Looking at the downstream consequences of such inferences, we found that only participants with high BMI viewed stick policies as personally threatening. Regressing policy type, 4 participant BMI, and the interaction term between them onto feelings of stigma returned a marginally significant interaction, b = 0.09, SE = 0.05, p = .08, and regressing the predictors onto expected job satisfaction returned a reliable interaction, b = 0.09, SE = 0.04, p = .02. As Figure 2 shows, feelings of stigma and dissatisfaction were relatively low in the carrot condition and did not reliably increase as a function of participant BMI. In all three stick conditions, in contrast, feelings of stigma and dissatisfaction increased as participants’ BMI increased (ps < .05). Furthermore, we failed to find a similar interaction effect for policy inferences (ps > .30 for the interaction terms).
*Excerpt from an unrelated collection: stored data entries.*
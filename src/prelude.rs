/******************************************************************************
   Author: Joaquín Béjar García
   Email: jb@taunais.com
   Date: 19/10/26
******************************************************************************/

//! Prelude module that re-exports commonly used types and traits.
//!
//! Instead of importing each type individually, you can use:
//!
//! ```rust
//! use marketcore_rs::prelude::*;
//! ```
//!
//! This imports everything needed to build a pipeline out of the arena, the
//! queue, the worker pool and the market data store.

// Memory arena
pub use crate::arena::{
    AllocationStatsSnapshot, Arena, ArenaError, BlockHandle, CategoryId, OrderCategory,
};

// Queue
pub use crate::queue::{ConcurrentQueue, QueueError, QueueStatsSnapshot};

// Worker pool
pub use crate::pool::{PoolError, PoolStatsSnapshot, TaskError, TaskHandle, TaskPriority, WorkerPool};

// Market data store
pub use crate::store::{
    BookEntry, BookSide, MarketDataCallback, MarketDataStore, MarketUpdate, MetricsSnapshot,
    OrderBook, SourceRunner, StoreError, Subscription,
};

// Configuration
pub use crate::config::{
    ArenaConfig, ConfigError, CoreConfig, PoolConfig, QueueConfig, StoreConfig,
};

// Errors
pub use crate::error::CoreError;

// Utility functions
pub use crate::utils::{current_time_millis, current_time_nanos, setup_logger};
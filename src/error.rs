//! Crate-wide error type

use crate::arena::ArenaError;
use crate::config::ConfigError;
use crate::pool::{PoolError, TaskError};
use crate::queue::QueueError;
use crate::store::StoreError;
use thiserror::Error;

/// Any error produced by the components of this crate.
///
/// Each component returns its own error type; `CoreError` lets applications
/// that wire several components together propagate all of them with `?`.
#[derive(Debug, Error)]
#[non_exhaustive]
pub enum CoreError {
    /// Block arena failure
    #[error(transparent)]
    Arena(ArenaError),

    /// Queue construction failure
    #[error(transparent)]
    Queue(QueueError),

    /// Worker pool failure
    #[error(transparent)]
    Pool(PoolError),

    /// A submitted task did not produce a result
    #[error(transparent)]
    Task(TaskError),

    /// Market data store failure
    #[error(transparent)]
    Store(StoreError),

    /// Configuration could not be loaded or is invalid
    #[error(transparent)]
    Config(ConfigError),
}

impl From<ArenaError> for CoreError {
    #[cold]
    fn from(err: ArenaError) -> Self {
        CoreError::Arena(err)
    }
}

impl From<QueueError> for CoreError {
    #[cold]
    fn from(err: QueueError) -> Self {
        CoreError::Queue(err)
    }
}

impl From<PoolError> for CoreError {
    #[cold]
    fn from(err: PoolError) -> Self {
        CoreError::Pool(err)
    }
}

impl From<TaskError> for CoreError {
    #[cold]
    fn from(err: TaskError) -> Self {
        CoreError::Task(err)
    }
}

impl From<StoreError> for CoreError {
    #[cold]
    fn from(err: StoreError) -> Self {
        CoreError::Store(err)
    }
}

impl From<ConfigError> for CoreError {
    #[cold]
    fn from(err: ConfigError) -> Self {
        CoreError::Config(err)
    }
}
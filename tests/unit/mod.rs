mod config_tests;
mod pipeline_tests;
mod property_tests;
//! Per-category allocation statistics.

use serde::Serialize;
use std::sync::atomic::{AtomicU64, Ordering};

/// Lock-free counters kept by every category of an arena.
///
/// Updated with relaxed atomic read-modify-write operations only. Readers get
/// an eventually consistent view through [`AllocationStats::snapshot`].
#[derive(Debug)]
pub struct AllocationStats {
    total_allocations: AtomicU64,
    total_deallocations: AtomicU64,
    current_allocations: AtomicU64,
    peak_allocations: AtomicU64,
    total_bytes_allocated: AtomicU64,
    allocation_failures: AtomicU64,
    growth_events: AtomicU64,
    min_allocation_time_ns: AtomicU64,
    max_allocation_time_ns: AtomicU64,
    total_allocation_time_ns: AtomicU64,
}

impl Default for AllocationStats {
    fn default() -> Self {
        Self {
            total_allocations: AtomicU64::new(0),
            total_deallocations: AtomicU64::new(0),
            current_allocations: AtomicU64::new(0),
            peak_allocations: AtomicU64::new(0),
            total_bytes_allocated: AtomicU64::new(0),
            allocation_failures: AtomicU64::new(0),
            growth_events: AtomicU64::new(0),
            min_allocation_time_ns: AtomicU64::new(u64::MAX),
            max_allocation_time_ns: AtomicU64::new(0),
            total_allocation_time_ns: AtomicU64::new(0),
        }
    }
}

impl AllocationStats {
    #[inline]
    pub(crate) fn record_allocation(&self, bytes: u64, elapsed_ns: u64) {
        self.total_allocations.fetch_add(1, Ordering::Relaxed);
        let current = self.current_allocations.fetch_add(1, Ordering::Relaxed) + 1;
        self.peak_allocations.fetch_max(current, Ordering::Relaxed);
        self.total_bytes_allocated.fetch_add(bytes, Ordering::Relaxed);
        self.min_allocation_time_ns.fetch_min(elapsed_ns, Ordering::Relaxed);
        self.max_allocation_time_ns.fetch_max(elapsed_ns, Ordering::Relaxed);
        self.total_allocation_time_ns.fetch_add(elapsed_ns, Ordering::Relaxed);
    }

    #[inline]
    pub(crate) fn record_deallocation(&self) {
        self.total_deallocations.fetch_add(1, Ordering::Relaxed);
        self.current_allocations.fetch_sub(1, Ordering::Relaxed);
    }

    #[cold]
    pub(crate) fn record_failure(&self) {
        self.allocation_failures.fetch_add(1, Ordering::Relaxed);
    }

    pub(crate) fn record_growth(&self) {
        self.growth_events.fetch_add(1, Ordering::Relaxed);
    }

    /// Clears every counter except the outstanding allocation count, which
    /// still describes live handles. The peak restarts from that count.
    pub(crate) fn reset(&self) {
        let current = self.current_allocations.load(Ordering::Relaxed);
        self.total_allocations.store(0, Ordering::Relaxed);
        self.total_deallocations.store(0, Ordering::Relaxed);
        self.peak_allocations.store(current, Ordering::Relaxed);
        self.total_bytes_allocated.store(0, Ordering::Relaxed);
        self.allocation_failures.store(0, Ordering::Relaxed);
        self.growth_events.store(0, Ordering::Relaxed);
        self.min_allocation_time_ns.store(u64::MAX, Ordering::Relaxed);
        self.max_allocation_time_ns.store(0, Ordering::Relaxed);
        self.total_allocation_time_ns.store(0, Ordering::Relaxed);
    }

    /// Copies the counters into a plain value.
    pub fn snapshot(&self) -> AllocationStatsSnapshot {
        let min = self.min_allocation_time_ns.load(Ordering::Relaxed);
        AllocationStatsSnapshot {
            total_allocations: self.total_allocations.load(Ordering::Relaxed),
            total_deallocations: self.total_deallocations.load(Ordering::Relaxed),
            current_allocations: self.current_allocations.load(Ordering::Relaxed),
            peak_allocations: self.peak_allocations.load(Ordering::Relaxed),
            total_bytes_allocated: self.total_bytes_allocated.load(Ordering::Relaxed),
            allocation_failures: self.allocation_failures.load(Ordering::Relaxed),
            growth_events: self.growth_events.load(Ordering::Relaxed),
            min_allocation_time_ns: if min == u64::MAX { 0 } else { min },
            max_allocation_time_ns: self.max_allocation_time_ns.load(Ordering::Relaxed),
            total_allocation_time_ns: self.total_allocation_time_ns.load(Ordering::Relaxed),
        }
    }
}

/// Point-in-time copy of [`AllocationStats`].
#[derive(Debug, Clone, Copy, Default, PartialEq, Eq, Serialize)]
pub struct AllocationStatsSnapshot {
    /// Successful allocations since creation or the last reset
    pub total_allocations: u64,
    /// Deallocations since creation or the last reset
    pub total_deallocations: u64,
    /// Blocks currently handed out
    pub current_allocations: u64,
    /// Highest number of blocks handed out at once
    pub peak_allocations: u64,
    /// Bytes of block storage handed out, counted per allocation
    pub total_bytes_allocated: u64,
    /// Allocations that failed because the category could not grow
    pub allocation_failures: u64,
    /// Number of times the category carved a new segment
    pub growth_events: u64,
    /// Fastest allocation, 0 when nothing was allocated
    pub min_allocation_time_ns: u64,
    /// Slowest allocation
    pub max_allocation_time_ns: u64,
    /// Sum of all allocation latencies
    pub total_allocation_time_ns: u64,
}

impl AllocationStatsSnapshot {
    /// Mean allocation latency in nanoseconds.
    #[must_use]
    pub fn avg_allocation_time_ns(&self) -> u64 {
        self.total_allocation_time_ns
            .checked_div(self.total_allocations)
            .unwrap_or(0)
    }
}
//! Store error types

use crate::arena::ArenaError;
use thiserror::Error;

/// Errors returned by [`MarketDataStore`](super::MarketDataStore) setup and
/// lifecycle operations. Updates themselves never fail: unknown symbols are
/// counted and dropped.
#[derive(Debug, Clone, PartialEq, Eq, Error)]
#[non_exhaustive]
pub enum StoreError {
    /// Source threads are already running for this store
    #[error("source threads are already running")]
    AlreadyRunning,

    /// The store configuration is unusable
    #[error("invalid store configuration: {message}")]
    InvalidConfig {
        /// Description of the offending setting
        message: String,
    },

    /// The book-entry arena could not be created
    #[error("book entry storage: {0}")]
    Arena(#[from] ArenaError),

    /// The operating system refused to start a source thread
    #[error("failed to spawn thread for source {source_name}: {message}")]
    SpawnFailed {
        /// Source whose thread could not be started
        source_name: String,
        /// Underlying I/O error message
        message: String,
    },
}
Thus, all participants interpreted stick and carrot policies in roughly the same way, but only participants with high BMIs felt threatened and stigmatized by stick policies. 5

Results from Study 1b: best-fitting regression lines showing (a) feelings of stigma and (b) expected job dissatisfaction as a function of participant body mass index (BMI) in each of the four policy conditions (carrot, stick, low-baseline stick, and low-premium stick). Higher scores on the y-axes represent greater feelings of stigma and expected job dissatisfaction, respectively.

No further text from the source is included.